I remember a pre-crash remark from Bruce J that he hardly sees any up-hill built (Quarter) horses anymore, but a lot of horses that are level built or even down-hill. I observe the same over here in the QH type of horses.

I understand from he „rigging type..." topic that rigging position does not effect where the saddle sits on a horse's back, provided the tree fits the back. (Where a specific rigging position has to be positioned, see "point of reference on a tree"). I also understand that the full rigging position might not be the best choice as it applies most of the downward pull at the front while a rigging set back a bit "spreads the pull over the whole tree, not just the front of it".

I would think that for a riding horse that has to carry a saddle it would be best if he were built up-hill with well defined withers.
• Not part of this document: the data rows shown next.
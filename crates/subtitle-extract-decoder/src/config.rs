//! Which decoder opens the input video, and how far it may run ahead.

use std::env;
use std::fmt;
use std::num::NonZeroUsize;
use std::path::PathBuf;
use std::str::FromStr;

use crate::core::{DynFrameProvider, FrameError, FrameResult};

/// Forces a backend and disables fallback to the others.
pub const BACKEND_ENV: &str = "SUBEXTRACT_BACKEND";
/// Frames a backend may decode before the scan catches up.
pub const CHANNEL_CAPACITY_ENV: &str = "SUBEXTRACT_CHANNEL_CAPACITY";

#[derive(Debug, Clone, Copy, PartialEq, Eq)]
pub enum Backend {
    Ffmpeg,
    Mock,
}

impl Backend {
    /// Preference order when nothing is forced.
    const PREFERRED: [Backend; 2] = [Backend::Ffmpeg, Backend::Mock];

    pub fn as_str(&self) -> &'static str {
        match self {
            Backend::Ffmpeg => "ffmpeg",
            Backend::Mock => "mock",
        }
    }

    /// Compiled in and, for ffmpeg, able to load its libraries.
    pub fn is_available(self) -> bool {
        match self {
            Backend::Ffmpeg => ffmpeg_usable(),
            Backend::Mock => cfg!(feature = "backend-mock"),
        }
    }

    /// Usable backends, most preferred first.
    pub fn available() -> Vec<Backend> {
        Self::PREFERRED
            .into_iter()
            .filter(|backend| backend.is_available())
            .collect()
    }
}

impl FromStr for Backend {
    type Err = FrameError;

    fn from_str(s: &str) -> Result<Self, Self::Err> {
        let name = s.trim().to_ascii_lowercase();
        Self::PREFERRED
            .into_iter()
            .find(|backend| backend.as_str() == name)
            .ok_or_else(|| FrameError::configuration(format!("unknown decoder backend '{name}'")))
    }
}

impl fmt::Display for Backend {
    fn fmt(&self, f: &mut fmt::Formatter<'_>) -> fmt::Result {
        f.write_str(self.as_str())
    }
}

#[cfg(feature = "backend-ffmpeg")]
fn ffmpeg_usable() -> bool {
    static USABLE: std::sync::OnceLock<bool> = std::sync::OnceLock::new();
    *USABLE.get_or_init(|| match ffmpeg_next::init() {
        Ok(()) => true,
        Err(err) => {
            tracing::warn!(error = %err, "ffmpeg libraries failed to load; backend disabled");
            false
        }
    })
}

#[cfg(not(feature = "backend-ffmpeg"))]
fn ffmpeg_usable() -> bool {
    false
}

fn parse_capacity(raw: &str) -> FrameResult<NonZeroUsize> {
    raw.trim()
        .parse::<usize>()
        .ok()
        .and_then(NonZeroUsize::new)
        .ok_or_else(|| {
            FrameError::configuration(format!(
                "{CHANNEL_CAPACITY_ENV}='{raw}' is not a positive integer"
            ))
        })
}

/// Decoder settings for one input video.
#[derive(Debug, Clone)]
pub struct DecoderConfig {
    pub backend: Backend,
    pub input: PathBuf,
    pub channel_capacity: Option<NonZeroUsize>,
}

impl DecoderConfig {
    /// Uses the most preferred usable backend. With none usable, ffmpeg is
    /// kept so that opening reports what is missing.
    pub fn new(input: impl Into<PathBuf>) -> Self {
        Self {
            backend: Backend::available()
                .first()
                .copied()
                .unwrap_or(Backend::Ffmpeg),
            input: input.into(),
            channel_capacity: None,
        }
    }

    /// Applies [`BACKEND_ENV`] and [`CHANNEL_CAPACITY_ENV`]. Returns whether
    /// the environment forced the backend.
    pub fn apply_env(&mut self) -> FrameResult<bool> {
        if let Ok(raw) = env::var(CHANNEL_CAPACITY_ENV) {
            self.channel_capacity = Some(parse_capacity(&raw)?);
        }
        match env::var(BACKEND_ENV) {
            Ok(raw) => {
                self.backend = raw.parse()?;
                Ok(true)
            }
            Err(_) => Ok(false),
        }
    }

    pub fn open(&self) -> FrameResult<DynFrameProvider> {
        let capacity = self.channel_capacity.map(NonZeroUsize::get);
        match self.backend {
            #[cfg(feature = "backend-ffmpeg")]
            Backend::Ffmpeg => crate::backends::ffmpeg::boxed_ffmpeg(&self.input, capacity),
            #[cfg(feature = "backend-mock")]
            Backend::Mock => crate::backends::mock::boxed_mock(capacity),
            #[allow(unreachable_patterns)]
            other => Err(FrameError::unsupported(other.as_str())),
        }
    }
}

#[cfg(test)]
mod tests {
    use super::*;

    #[test]
    fn backend_names_parse_loosely() {
        assert_eq!(" FFmpeg ".parse::<Backend>().unwrap(), Backend::Ffmpeg);
        assert_eq!("mock".parse::<Backend>().unwrap(), Backend::Mock);
        let err = "gstreamer".parse::<Backend>().unwrap_err();
        assert!(err.to_string().contains("gstreamer"));
    }

    #[test]
    fn capacity_must_be_positive() {
        assert_eq!(parse_capacity(" 16 ").unwrap().get(), 16);
        assert!(parse_capacity("0").is_err());
        assert!(parse_capacity("-3").is_err());
        assert!(parse_capacity("lots").is_err());
    }

    #[test]
    fn new_config_keeps_the_input() {
        let config = DecoderConfig::new("/videos/movie.mp4");
        assert_eq!(config.input, PathBuf::from("/videos/movie.mp4"));
        assert!(config.channel_capacity.is_none());
        if !Backend::available().is_empty() {
            assert!(config.backend.is_available());
        }
    }

    #[cfg(feature = "backend-mock")]
    #[test]
    fn mock_backend_opens_without_a_file() {
        let mut config = DecoderConfig::new("/does/not/exist.mp4");
        config.backend = Backend::Mock;
        config.channel_capacity = NonZeroUsize::new(2);
        assert!(config.open().is_ok());
        assert!(Backend::available().contains(&Backend::Mock));
    }
}
use std::thread;
use std::time::Duration;

use tokio::sync::mpsc::Sender;

use crate::core::{
    DynFrameProvider, FrameResult, FrameStream, FrameStreamProvider, LumaFrame, VideoMetadata,
    spawn_stream_from_channel,
};

/// Synthetic source: a gradient whose rows shift by one step per frame.
pub struct MockProvider {
    width: u32,
    height: u32,
    frame_count: u64,
    fps: f64,
    frame_interval: Duration,
    channel_capacity: usize,
}

impl MockProvider {
    const DEFAULT_CHANNEL_CAPACITY: usize = 8;
    const DEFAULT_FRAME_COUNT: u64 = 120;
    const DEFAULT_FPS: f64 = 25.0;

    pub fn new(frame_count: u64, fps: f64) -> Self {
        Self {
            width: 640,
            height: 360,
            frame_count,
            fps,
            frame_interval: Duration::ZERO,
            channel_capacity: Self::DEFAULT_CHANNEL_CAPACITY,
        }
    }

    pub fn with_dimensions(mut self, width: u32, height: u32) -> Self {
        self.width = width.max(1);
        self.height = height.max(1);
        self
    }

    pub fn with_frame_interval(mut self, interval: Duration) -> Self {
        self.frame_interval = interval;
        self
    }

    fn emit_frames(&self, tx: Sender<FrameResult<LumaFrame>>) {
        let row_len = self.width as usize;
        for index in 0..self.frame_count {
            if tx.is_closed() {
                break;
            }
            let mut buffer = vec![0u8; row_len * self.height as usize];
            for (row, chunk) in buffer.chunks_mut(row_len).enumerate() {
                chunk.fill(((row as u64 + index) % 256) as u8);
            }
            let timestamp = Duration::from_nanos((index as f64 * 1e9 / self.fps).round() as u64);
            let frame = LumaFrame::new(self.width, self.height, buffer).map(|frame| {
                frame
                    .with_frame_index(Some(index))
                    .with_timestamp(Some(timestamp))
            });
            if tx.blocking_send(frame).is_err() {
                break;
            }
            if !self.frame_interval.is_zero() {
                thread::sleep(self.frame_interval);
            }
        }
    }
}

impl FrameStreamProvider for MockProvider {
    fn metadata(&self) -> VideoMetadata {
        VideoMetadata {
            duration: Some(Duration::from_secs_f64(self.frame_count as f64 / self.fps)),
            fps: Some(self.fps),
            width: Some(self.width),
            height: Some(self.height),
            total_frames: Some(self.frame_count),
        }
    }

    fn into_stream(self: Box<Self>) -> FrameStream {
        let provider = *self;
        let capacity = provider.channel_capacity;
        spawn_stream_from_channel(capacity, move |tx| provider.emit_frames(tx))
    }
}

pub fn boxed_mock(channel_capacity: Option<usize>) -> FrameResult<DynFrameProvider> {
    let mut provider = MockProvider::new(
        MockProvider::DEFAULT_FRAME_COUNT,
        MockProvider::DEFAULT_FPS,
    );
    if let Some(capacity) = channel_capacity {
        provider.channel_capacity = capacity.max(1);
    }
    Ok(Box::new(provider))
}
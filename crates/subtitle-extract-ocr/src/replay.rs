use std::collections::HashMap;
use std::fs;
use std::path::Path;

use serde::Deserialize;
use subtitle_extract_types::{Point, Quad};

use crate::engine::{OcrEngine, TextDetector};
use crate::error::OcrError;
use crate::request::OcrRequest;
use crate::response::{OcrResponse, OcrText};

#[derive(Debug, Deserialize)]
struct RecordedFrame {
    frame: u64,
    #[serde(default)]
    lines: Vec<RecordedLine>,
}

#[derive(Debug, Deserialize)]
struct RecordedLine {
    quad: [[f32; 2]; 4],
    text: String,
    #[serde(default = "full_confidence")]
    confidence: f32,
}

fn full_confidence() -> f32 {
    1.0
}

/// Serves previously recorded detector and recognizer output, keyed by frame index.
///
/// The file is a JSON array of `{"frame": n, "lines": [{"quad": [[x, y]; 4], "text": "...",
/// "confidence": 0.98}]}`. Frames that are not listed contain no text.
#[derive(Debug, Default, Clone)]
pub struct ReplayOcrEngine {
    frames: HashMap<u64, OcrResponse>,
}

impl ReplayOcrEngine {
    pub fn from_path(path: impl AsRef<Path>) -> Result<Self, OcrError> {
        let path = path.as_ref();
        let contents = fs::read_to_string(path).map_err(|source| OcrError::ReplayIo {
            path: path.to_path_buf(),
            source,
        })?;
        Self::from_json(&contents).map_err(|source| OcrError::ReplayParse {
            path: path.to_path_buf(),
            source,
        })
    }

    pub fn from_json(contents: &str) -> Result<Self, serde_json::Error> {
        let recorded: Vec<RecordedFrame> = serde_json::from_str(contents)?;
        let frames = recorded
            .into_iter()
            .map(|frame| {
                let texts = frame
                    .lines
                    .into_iter()
                    .map(|line| {
                        let quad = Quad(line.quad.map(|[x, y]| Point::new(x, y)));
                        OcrText::new(quad, line.text, line.confidence)
                    })
                    .collect();
                (frame.frame, OcrResponse::new(texts))
            })
            .collect();
        Ok(Self { frames })
    }

    pub fn from_responses(frames: impl IntoIterator<Item = (u64, OcrResponse)>) -> Self {
        Self {
            frames: frames.into_iter().collect(),
        }
    }

    fn lookup(&self, request: &OcrRequest<'_>) -> Result<&OcrResponse, OcrError> {
        static EMPTY: OcrResponse = OcrResponse { texts: Vec::new() };
        let index = request
            .frame_index()
            .ok_or_else(|| OcrError::backend("replayed results need indexed frames"))?;
        Ok(self.frames.get(&index).unwrap_or(&EMPTY))
    }
}

impl OcrEngine for ReplayOcrEngine {
    fn name(&self) -> &'static str {
        "replay"
    }

    fn recognize(&self, request: &OcrRequest<'_>) -> Result<OcrResponse, OcrError> {
        self.lookup(request).cloned()
    }
}

impl TextDetector for ReplayOcrEngine {
    fn name(&self) -> &'static str {
        "replay"
    }

    fn detect(&self, request: &OcrRequest<'_>) -> Result<Vec<Quad>, OcrError> {
        Ok(self.lookup(request)?.boxes())
    }
}
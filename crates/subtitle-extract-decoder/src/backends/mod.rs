#[cfg(feature = "backend-mock")]
pub mod mock;

#[cfg(feature = "backend-ffmpeg")]
pub mod ffmpeg;
//! Detect-mode producer: finds where each subtitle line starts and ends.

use std::sync::Arc;

use subtitle_extract_decoder::{FrameResult, LumaFrame};
use subtitle_extract_ocr::{OcrRequest, TextDetector};
use subtitle_extract_types::Coordinate;
use tracing::{debug, warn};

use super::{ScanError, StopSignal};
use super::compare::OcrComparator;
use super::dispatch::{OcrTask, TaskSender};
use super::progress::ProgressTracker;

#[derive(Debug, Clone, Copy, PartialEq, Eq)]
pub struct Boundary {
    pub start: u64,
    pub end: u64,
}

#[derive(Debug, Default)]
pub struct ScanSummary {
    pub frames_scanned: u64,
    pub boundaries: Vec<Boundary>,
    pub tasks_sent: u64,
    pub stopped: bool,
}

enum ScanState {
    SeekingStart,
    SeekingEnd { start: u64, anchor: LumaFrame },
}

/// Runs the detector on every frame and compares recognized text to decide
/// cue boundaries. Each boundary frame becomes an OCR task carrying the
/// recognition the comparison already produced.
pub struct BoundaryScanner {
    detector: Arc<dyn TextDetector>,
    comparator: OcrComparator,
    area: Option<Coordinate>,
    total_frames: Option<u64>,
    tasks: TaskSender,
    progress: ProgressTracker,
    stop: StopSignal,
    summary: ScanSummary,
}

impl BoundaryScanner {
    pub fn new(
        detector: Arc<dyn TextDetector>,
        comparator: OcrComparator,
        area: Option<Coordinate>,
        total_frames: Option<u64>,
        tasks: TaskSender,
        progress: ProgressTracker,
        stop: StopSignal,
    ) -> Self {
        Self {
            detector,
            comparator,
            area,
            total_frames,
            tasks,
            progress,
            stop,
            summary: ScanSummary::default(),
        }
    }

    /// Scans frames in order. Must run on a blocking thread when `frames`
    /// pulls from an async stream.
    ///
    /// Only a failure before the first frame is an error; later unreadable
    /// frames count as frames without a subtitle.
    pub fn scan<I>(mut self, frames: I) -> Result<ScanSummary, ScanError>
    where
        I: Iterator<Item = FrameResult<LumaFrame>>,
    {
        let mut frames = frames.peekable();
        let mut state = ScanState::SeekingStart;
        let mut previous: Option<(u64, LumaFrame)> = None;
        let mut position: u64 = 0;

        while let Some(frame) = frames.next() {
            if self.stop.is_stopped() {
                self.summary.stopped = true;
                break;
            }
            let frame = match frame {
                Ok(frame) => frame,
                Err(source) if self.summary.frames_scanned == 0 => {
                    return Err(ScanError {
                        frames_scanned: 0,
                        source,
                    });
                }
                Err(err) => {
                    warn!(frame_no = position, error = %err, "frame unreadable; treating it as empty");
                    position = position.saturating_add(1);
                    self.summary.frames_scanned += 1;
                    if let ScanState::SeekingEnd { start, .. } = state {
                        if let Some((previous_no, previous_frame)) = &previous {
                            self.close(start, *previous_no, previous_frame);
                        }
                        state = ScanState::SeekingStart;
                    }
                    self.progress.report_fraction(position, self.total_frames);
                    continue;
                }
            };
            let frame_no = frame.frame_index().unwrap_or(position);
            position = position.saturating_add(1);
            self.summary.frames_scanned += 1;

            let subtitle = self.has_subtitle(&frame);
            state = match state {
                ScanState::SeekingStart if subtitle => self.open(frame_no, &frame),
                ScanState::SeekingStart => ScanState::SeekingStart,
                ScanState::SeekingEnd { start, anchor } if subtitle => {
                    if self.comparator.similar(start, &anchor, frame_no, &frame) {
                        ScanState::SeekingEnd { start, anchor }
                    } else {
                        if let Some((previous_no, previous_frame)) = &previous {
                            self.close(start, *previous_no, previous_frame);
                        }
                        self.open(frame_no, &frame)
                    }
                }
                ScanState::SeekingEnd { start, .. } => {
                    if let Some((previous_no, previous_frame)) = &previous {
                        self.close(start, *previous_no, previous_frame);
                    }
                    ScanState::SeekingStart
                }
            };

            if frames.peek().is_none() {
                if let ScanState::SeekingEnd { start, .. } = &state {
                    self.close(*start, frame_no, &frame);
                }
            }

            self.progress
                .report_fraction(frame_no.saturating_add(1), self.total_frames);
            previous = Some((frame_no, frame));
        }

        self.comparator.clear();
        Ok(self.summary)
    }

    /// Any detected box when no area is set; otherwise a box fully inside the area.
    fn has_subtitle(&self, frame: &LumaFrame) -> bool {
        match self.detector.detect(&OcrRequest::from_frame(frame)) {
            Ok(boxes) => match self.area {
                Some(area) => boxes
                    .iter()
                    .any(|quad| area.contains(&quad.to_coordinate())),
                None => !boxes.is_empty(),
            },
            Err(err) => {
                warn!(
                    frame = frame.frame_index(),
                    error = %err,
                    "detection failed; treating frame as empty"
                );
                false
            }
        }
    }

    fn open(&mut self, frame_no: u64, frame: &LumaFrame) -> ScanState {
        if let Err(err) = self.comparator.ensure(frame_no, frame) {
            warn!(frame_no, error = %err, "recognition failed on cue start");
        }
        self.enqueue(frame_no, frame);
        ScanState::SeekingEnd {
            start: frame_no,
            anchor: frame.clone(),
        }
    }

    fn close(&mut self, start: u64, end: u64, end_frame: &LumaFrame) {
        debug!(start, end, "subtitle boundary");
        self.summary.boundaries.push(Boundary { start, end });
        if end != start {
            self.enqueue(end, end_frame);
        }
    }

    fn enqueue(&mut self, frame_no: u64, frame: &LumaFrame) {
        let recognition = self
            .comparator
            .get(frame_no)
            .map(|cached| cached.response.clone());
        let task = OcrTask::new(frame_no, self.total_frames)
            .with_recognition(recognition)
            .with_frame(frame.clone())
            .with_region(self.area);
        if self.tasks.send(task) {
            self.summary.tasks_sent += 1;
        }
    }
}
Let us assume we have another horse with the same back conformation, but he is built down-hill. And we have a saddle that fits the identical back conformation of both horses.

Now I wonder: Regardless of the rigging position, would not the down-hill built horse have to carry more "weight" on his front end because of his built? Would not a saddle rigged let us say ¾ have the tendency to move forward – regardless that the bar configuration nicely fits the back shape itself, but just because the horse is built down-hill? Wouldn't that even increase the effect that the down-hill horse already has to carry more "weight" on his front end because of his built?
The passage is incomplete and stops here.